Lévy-Dhurmer in the early 1920s focused his attention on the important historical and cultural site of Versailles – depicting various scenes in oil, pastel and pencil. The present painting is an exceptional example of his unique and poetic style, capturing the Fountain of Apollo in a magical and dream-like way.


Born to a Jewish family in Algiers, Lévy-Dhurmer began his art studies in Paris and worked as a lithographer before becoming artistic director at the ceramics factory of the well-known Clément Massier in Golfe-Juan, on the French Riviera, in 1887. In the 1890s, Lévy-Dhurmer turned to painting, becoming close to artists associated with the Symbolist movement, including Carlos Schwabe, Alphonse Osbert and Alexandre Séon, and establishing his reputation with an exhibition at Galerie Georges Petit in 1896. His success continued throughout his life, including a retrospective exhibition at the Musée des Arts Décoratifs in Paris in 1952, the year before his death.

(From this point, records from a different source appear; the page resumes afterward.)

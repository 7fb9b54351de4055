use std::fmt;

use super::{Position, Rank};

#[derive(thiserror::Error, Debug, Clone, PartialEq, Eq)]
pub enum GridError {
    #[error("position {pos} is outside a {width}x{height} grid")]
    OutOfBounds { pos: Position, width: usize, height: usize },
    #[error("cannot slide rank {from_rank} from {from} onto rank {to_rank} at {to}")]
    InvalidSlideTarget { from: Position, to: Position, from_rank: Rank, to_rank: Rank },
    #[error("rows have unequal lengths (expected {expected}, row {row} has {found})")]
    RaggedRows { expected: usize, row: usize, found: usize },
}

/// Row-major matrix of tile ranks. `0` marks an empty cell.
#[derive(Clone, PartialEq, Eq, Hash, Debug)]
pub struct Grid {
    width: usize,
    height: usize,
    cells: Vec<Rank>,
}

impl Grid {
    /// An all-empty `width` x `height` grid.
    pub fn new(width: usize, height: usize) -> Self {
        Grid { width, height, cells: vec![0; width * height] }
    }

    #[inline]
    pub fn width(&self) -> usize { self.width }

    #[inline]
    pub fn height(&self) -> usize { self.height }

    /// True if `pos` lies in `[0, width) x [0, height)`.
    #[inline]
    pub fn contains(&self, pos: Position) -> bool { self.index(pos).is_some() }

    /// Rank at `pos`, or `None` when `pos` is off the grid.
    #[inline]
    pub fn rank(&self, pos: Position) -> Option<Rank> {
        self.index(pos).map(|idx| self.cells[idx])
    }

    pub fn get(&self, pos: Position) -> Result<Rank, GridError> {
        self.rank(pos).ok_or_else(|| self.out_of_bounds(pos))
    }

    pub fn set(&mut self, pos: Position, rank: Rank) -> Result<(), GridError> {
        let idx = self.index(pos).ok_or_else(|| self.out_of_bounds(pos))?;
        self.cells[idx] = rank;
        Ok(())
    }

    /// Snapshot of every row, top to bottom.
    pub fn rows(&self) -> Vec<Vec<Rank>> {
        if self.width == 0 {
            return vec![Vec::new(); self.height];
        }
        self.cells.chunks(self.width).map(<[Rank]>::to_vec).collect()
    }

    /// Snapshot of every column, left to right.
    pub fn columns(&self) -> Vec<Vec<Rank>> {
        (0..self.width)
            .map(|col| (0..self.height).map(|row| self.cells[row * self.width + col]).collect())
            .collect()
    }

    /// Highest rank on the grid (0 if every cell is empty).
    pub fn max_rank(&self) -> Rank {
        self.cells.iter().copied().max().unwrap_or(0)
    }

    /// Every empty cell, in row-major order.
    pub fn empty_positions(&self) -> Vec<Position> {
        self.iter().filter(|&(_, rank)| rank == 0).map(|(pos, _)| pos).collect()
    }

    /// Number of occupied cells.
    pub fn count_tiles(&self) -> usize {
        self.cells.iter().filter(|&&rank| rank != 0).count()
    }

    /// `(position, rank)` for every cell, row-major.
    pub fn iter(&self) -> impl Iterator<Item = (Position, Rank)> + '_ {
        let width = self.width.max(1);
        self.cells.iter().enumerate().map(move |(idx, &rank)| {
            (Position::new((idx % width) as i32, (idx / width) as i32), rank)
        })
    }

    /// Move the tile at `from` onto `to`, merging when the ranks match.
    ///
    /// `to` must be empty or hold the same rank as `from`. Returns `true` if the
    /// move was a merge. `from` is empty afterwards either way.
    pub fn slide_one(&mut self, from: Position, to: Position) -> Result<bool, GridError> {
        debug_assert_ne!(from, to, "slide_one called with identical endpoints");
        let from_rank = self.get(from)?;
        let to_rank = self.get(to)?;

        let (new_rank, merged) = if to_rank == 0 {
            (from_rank, false)
        } else if to_rank == from_rank {
            let bumped = to_rank
                .checked_add(1)
                .ok_or(GridError::InvalidSlideTarget { from, to, from_rank, to_rank })?;
            (bumped, true)
        } else {
            return Err(GridError::InvalidSlideTarget { from, to, from_rank, to_rank });
        };

        self.set(to, new_rank)?;
        self.set(from, 0)?;
        Ok(merged)
    }

    #[inline]
    fn index(&self, pos: Position) -> Option<usize> {
        let col = usize::try_from(pos.col).ok()?;
        let row = usize::try_from(pos.row).ok()?;
        (col < self.width && row < self.height).then(|| row * self.width + col)
    }

    fn out_of_bounds(&self, pos: Position) -> GridError {
        GridError::OutOfBounds { pos, width: self.width, height: self.height }
    }
}

impl TryFrom<Vec<Vec<Rank>>> for Grid {
    type Error = GridError;

    fn try_from(rows: Vec<Vec<Rank>>) -> Result<Self, Self::Error> {
        let height = rows.len();
        let width = rows.first().map_or(0, Vec::len);
        let mut cells = Vec::with_capacity(width * height);
        for (row, line) in rows.into_iter().enumerate() {
            if line.len() != width {
                return Err(GridError::RaggedRows { expected: width, row, found: line.len() });
            }
            cells.extend(line);
        }
        Ok(Grid { width, height, cells })
    }
}

impl fmt::Display for Grid {
    fn fmt(&self, f: &mut fmt::Formatter<'_>) -> fmt::Result {
        for row in self.rows() {
            let line: Vec<String> = row.iter().map(|rank| format!("{rank:>2}")).collect();
            writeln!(f, "[{}]", line.join(" "))?;
        }
        Ok(())
    }
}

#[cfg(test)]
mod tests {
    use super::*;

    fn grid(rows: &[&[Rank]]) -> Grid {
        Grid::try_from(rows.iter().map(|r| r.to_vec()).collect::<Vec<_>>()).unwrap()
    }

    #[test]
    fn new_grid_is_empty() {
        let g = Grid::new(3, 2);
        assert_eq!(g.rows(), vec![vec![0, 0, 0], vec![0, 0, 0]]);
        assert_eq!(g.max_rank(), 0);
        assert_eq!(g.empty_positions().len(), 6);
        assert_eq!(g.count_tiles(), 0);
    }

    #[test]
    fn get_and_set_round_trip_in_bounds() {
        let mut g = Grid::new(4, 4);
        g.set(Position::new(3, 1), 5).unwrap();
        assert_eq!(g.get(Position::new(3, 1)), Ok(5));
        assert_eq!(g.rank(Position::new(3, 1)), Some(5));
        assert_eq!(g.get(Position::new(1, 3)), Ok(0));
    }

    #[test]
    fn out_of_bounds_access_is_an_error() {
        let mut g = Grid::new(4, 2);
        for pos in [Position::new(-1, 0), Position::new(4, 0), Position::new(0, 2), Position::new(0, -1)] {
            assert!(!g.contains(pos));
            assert_eq!(g.rank(pos), None);
            assert_eq!(g.get(pos), Err(GridError::OutOfBounds { pos, width: 4, height: 2 }));
            assert!(matches!(g.set(pos, 1), Err(GridError::OutOfBounds { .. })));
        }
    }

    #[test]
    fn rows_and_columns_are_snapshots() {
        let mut g = grid(&[&[1, 2, 3], &[4, 5, 6]]);
        assert_eq!(g.rows(), vec![vec![1, 2, 3], vec![4, 5, 6]]);
        assert_eq!(g.columns(), vec![vec![1, 4], vec![2, 5], vec![3, 6]]);

        let mut rows = g.rows();
        rows[0][0] = 9;
        assert_eq!(g.get(Position::new(0, 0)), Ok(1));

        g.set(Position::new(0, 0), 7).unwrap();
        assert_eq!(rows[0][0], 9);
    }

    #[test]
    fn max_rank_finds_terminal_tile() {
        let mut g = grid(&[&[1, 3, 10, 0], &[2, 0, 0, 4]]);
        g.set(Position::new(1, 1), 11).unwrap();
        assert_eq!(g.max_rank(), 11);
        assert!(g.max_rank() >= 11);
    }

    #[test]
    fn empty_positions_are_row_major() {
        let g = grid(&[&[0, 1], &[2, 0]]);
        assert_eq!(g.empty_positions(), vec![Position::new(0, 0), Position::new(1, 1)]);
    }

    #[test]
    fn slide_one_into_empty_cell_copies_rank() {
        let mut g = grid(&[&[0, 0, 3]]);
        let merged = g.slide_one(Position::new(2, 0), Position::new(0, 0)).unwrap();
        assert!(!merged);
        assert_eq!(g.rows(), vec![vec![3, 0, 0]]);
    }

    #[test]
    fn slide_one_onto_equal_rank_merges() {
        let mut g = grid(&[&[2, 0, 2]]);
        let merged = g.slide_one(Position::new(2, 0), Position::new(0, 0)).unwrap();
        assert!(merged);
        assert_eq!(g.rows(), vec![vec![3, 0, 0]]);
    }

    #[test]
    fn slide_one_onto_other_rank_is_rejected() {
        let mut g = grid(&[&[1, 2]]);
        let err = g.slide_one(Position::new(1, 0), Position::new(0, 0)).unwrap_err();
        assert_eq!(
            err,
            GridError::InvalidSlideTarget {
                from: Position::new(1, 0),
                to: Position::new(0, 0),
                from_rank: 2,
                to_rank: 1,
            }
        );
        assert_eq!(g.rows(), vec![vec![1, 2]]);
    }

    #[test]
    fn ragged_rows_are_rejected() {
        let err = Grid::try_from(vec![vec![1, 2], vec![3]]).unwrap_err();
        assert_eq!(err, GridError::RaggedRows { expected: 2, row: 1, found: 1 });
    }

    #[test]
    fn display_prints_rank_matrix() {
        let g = grid(&[&[1, 0], &[0, 11]]);
        assert_eq!(g.to_string(), "[ 1  0]\n[ 0 11]\n");
    }
}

Lévy-Dhurmer’s aesthetic synthesized the tenets of Symbolism – believing that art should reflect a feeling or emotion as opposed to the Realists' impulse to record the natural world – with the influences of his childhood spent in Northern Africa, the arts of Japan and the bright colors of Impressionism. Colour, line, and composition combine to provide an all-encompassing and emotional experience for the viewer. At the turn of the century, Lévy-Dhurmer’s dream-like pictures fit perfectly with the increasingly popular Art Nouveau aesthetic, in which organic forms were reinterpreted with Rococo-inspired decorative flourishes, leading to his increasing artistic success.